The Venice Film Festival is in a unique position to capture the first blush of a film that might ultimately do well during Oscar season. This was true of Gravity and it was true of Birdman. The next stop after Venice is Telluride, which is its own kind of launch pad that doesn’t necessarily need Venice, but once a film is highly praised in Venice the feeling is often contagious. What is it about Venice and Telluride that lends itself to this kind of impact? Timing. It’s all about timing.
As the summer comes to an anti-climactic close, it becomes more and more clear every year that the kinds of films critics are best suited to write about, the ones that keep them employed, the ones the adults will pay to see, are usually only let out of the gate in the fall season. By that point, there are hundreds of fingers waiting to hit the keypad. There is too much coverage for not enough material so being relatively “first” on the scene is crucial. This is as true of Venice and Telluride as it is of the New York Film Critics and the National Board of Review (no, I do not distinguish between them anymore).

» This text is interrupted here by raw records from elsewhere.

//! Line-oriented `key: value` parser for header and query blocks.
//!
//! Parsing is tolerant: malformed lines are dropped silently and never
//! reported back to the user.

use std::collections::BTreeMap;

/// Parse `key: value` lines into a mapping.
///
/// For each non-blank line (after trimming) the text is split at the first
/// colon. Lines without a colon, or with the colon at position 0, are
/// dropped, as are lines whose trimmed key is empty. Keys and values are
/// trimmed. Later duplicates overwrite earlier ones.
///
/// Returns `None` when no valid pair was found, so callers can omit the
/// field entirely instead of sending an empty mapping.
///
/// # Examples
///
/// ```rust
/// use mcphub_core::utils::parse_key_value_text;
///
/// let parsed = parse_key_value_text("a: 1\nb:2\nbad\n: x\n").unwrap();
/// assert_eq!(parsed.len(), 2);
/// assert_eq!(parsed["a"], "1");
/// assert!(parse_key_value_text("   ").is_none());
/// ```
pub fn parse_key_value_text(text: &str) -> Option<BTreeMap<String, String>> {
    let mut pairs = BTreeMap::new();

    for line in text.split('\n') {
        let trimmed = line.trim();
        if trimmed.is_empty() {
            continue;
        }

        let Some((key, value)) = trimmed.split_once(':') else {
            tracing::trace!(line = trimmed, "Dropping key-value line without colon");
            continue;
        };

        let key = key.trim();
        if key.is_empty() {
            tracing::trace!(line = trimmed, "Dropping key-value line with empty key");
            continue;
        }

        pairs.insert(key.to_string(), value.trim().to_string());
    }

    (!pairs.is_empty()).then_some(pairs)
}
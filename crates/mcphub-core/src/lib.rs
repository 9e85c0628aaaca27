//! Core domain types and port definitions for the mcphub admin console.
//!
//! This crate is adapter-neutral: it knows the shape of the two remote
//! collections (MCP servers and commands), the HTTP contract used to reach
//! them, and the ports the console talks through. It contains no HTTP
//! client and no rendering logic.

#![deny(unused_crate_dependencies)]

pub mod contracts;
pub mod domain;
pub mod events;
pub mod ports;
pub mod utils;

// Re-export commonly used types for convenience
pub use domain::{
    AuthConfigRef, AuthRef, CommandConfig, CommandKind, CommandSource, ConnectionConfig,
    ConnectionStatus, HttpCommand, NewCommand, NewServer, ParameterSpec, RequestBody,
    ScriptCommand, ServerConfig,
};
pub use events::{ConsoleEvent, ListRegion, Modal, Tab};
pub use ports::{
    AdminApiPort, AlwaysConfirm, ApiError, ApiResult, ConsoleView, NoopView, Prompter,
    UNKNOWN_ERROR_DETAIL,
};
pub use utils::{escape_html, parse_key_value_text};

Right around now, critics and bloggers are preparing for these two festivals and waiting to be enthralled. Sometimes it happens, sometimes it doesn’t. We have no idea what kind of a year this will be, because so many of the films that are most anticipated aren’t making the festival rounds at all. The pattern has followed the same steps in the last few years — high anticipation builds for the Big Oscar Movies that are shown in October, November and sometimes December, while the movies seen at Telluride hover in the background and are mostly taken for granted (The Artist, The King’s Speech, Argo, Birdman). Last year the Oscar predictors were placing high on their lists films like Unbroken, Into the Woods and two that would make it in — American Sniper and Selma. Little attention is paid to possibilities seen at Telluride because there are so many big movies still waiting to be seen.
And yet, as we keep repeating here at AwardsDaily, the win always comes down to the girl next door — the familiar and reliable underdog that never felt like the frontrunner. The psychology of the voting consensus is as maddening in the Oscar race as it is in political elections. The moment you become a threat, forces work actively to take you down. It’s good but it’s not THAT good. Really, that’s the film that’s supposed to win Best Picture? I can guarantee you that both Birdman and Argo would have suffered that same fate if they were the predicted winners heading into the voting season. A few people (Kris Tapley) disagree with me on this — they think the movie is the movie is the movie. I think it’s a matter of perception; where our expectations lie determines how we perceive a film. Last year, what really was the “little movie that could” and the “scrappy underdog,” Boyhood, was morphed into the mean ol’ frontrunner because it won so many critics awards. It might not have won Best Picture anyway but its formidable status in the race made it a punching bag.
Of course, none of this makes any difference if you’re holding onto a film like Slumdog Millionaire. It came into Telluride with the lowest possible expectations — rumors of it being released “straight to video” persisted. Once it hit big it never took a tumble, not even when the “poverty porn” accusations blew up, not even when the scandal involving the poor stars of the films took hold. Nothing was going to take that movie down.
Here we are once again facing the Venice Film Fest and the Telluride Film Fest colliding during Labor Day weekend. Jeff Wells at Hollywood-Elsewhere made a short list of movies he expects to see on the list:
Steve Jobs, Suffragette, Black Mass, Spotlight, Son of Saul, Beasts of No Nation, Carol, Amazing Grace, Marguerite, CharlieKaufman‘s Anomalisa (probably), He Named Me Malala (maybe), Room, Hitchcock/Truffaut.
And our good pal Michael Patterson also put in his latest predictions:
What’s playing Venice that might be that seat-rocking out-of-body experience that sends the critics into a tailspin? In competition there is Cary Fukanaga’s Beasts of No Nation. It could launch big and then hit Telluride shortly thereafter generating that one-two punch we’re looking for. Out of competition Everest and Black Mass. Ditto. Although Everest was screened recently by critics thus it can’t have that first flush of the season when viewers see something no one else has yet seen, which only adds to the intensified landing.
45 Years is currently being hyped by Anne Thompson and others who’ve seen it. Charlotte Rampling has some great early buzz. Do you see any potential Best Picture winners on this list?
We don’t yet know the Telluride lineup and it might not even include Beasts of No Nation, though Everest and Black Mass both seem likely. It will be a curious thing to see if Netflix can break into the game of Oscar. The Academy is ruled mostly by the five families with the sole recent exception of The Hurt Locker. Best Picture is usually Best Bread and Butter Picture existing within the confines of the Hollywood structure. Either way, as we sit perched on the edge of the free fall we wait with eager anticipation.